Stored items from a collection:
++++++++++
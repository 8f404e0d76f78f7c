// Copyright 2025 the Understory Authors
// SPDX-License-Identifier: Apache-2.0 OR MIT

//! Errors raised by the fallible responder operations.
//!
//! Only [`Responders::create`](crate::responder::Responders::create) and
//! [`Responders::on`](crate::responder::Responders::on) can fail. Every other
//! operation is total: stale ids, unknown children and unregistered listeners
//! are silently ignored.

use alloc::string::String;

/// Errors returned by [`Responders`](crate::responder::Responders).
#[derive(Clone, Debug, PartialEq, Eq, thiserror::Error)]
pub enum Error {
    /// The node already carries a responder.
    ///
    /// Only raised while [`Policy::STRICT_ASSOCIATION`](crate::types::Policy::STRICT_ASSOCIATION)
    /// is set.
    #[error("a responder is already associated with the node")]
    DuplicateAssociation,

    /// A selector was supplied for an event type that cannot be delegated.
    #[error("event of type \"{event_type}\" can't be delegated, attach it directly instead")]
    UnsupportedDelegation {
        /// The offending event type.
        event_type: String,
    },

    /// The responder id no longer refers to a live responder.
    #[error("the responder has been destroyed")]
    StaleResponder,
}

/// Shorthand result type for responder operations.
pub type Result<T, E = Error> = core::result::Result<T, E>;

#[cfg(test)]
mod tests {
    use super::*;
    use alloc::string::ToString;

    #[test]
    fn messages_name_the_event_type() {
        let err = Error::UnsupportedDelegation {
            event_type: "scroll".into(),
        };
        assert_eq!(
            err.to_string(),
            "event of type \"scroll\" can't be delegated, attach it directly instead"
        );
    }
}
++++++++++
§ **ASSIGNMENT**:
Start at the first line of the entries above. Set down each line exactly through the one with "use alloc::string::String;", and stop there.

§ **OUTPUT OF THE TASK**:
repository 8f404e0d76f78f7c
// Copyright 2025 the Understory Authors
// SPDX-License-Identifier: Apache-2.0 OR MIT

//! Errors raised by the fallible responder operations.
//!
//! Only [`Responders::create`](crate::responder::Responders::create) and
//! [`Responders::on`](crate::responder::Responders::on) can fail. Every other
//! operation is total: stale ids, unknown children and unregistered listeners
//! are silently ignored.

use alloc::string::String;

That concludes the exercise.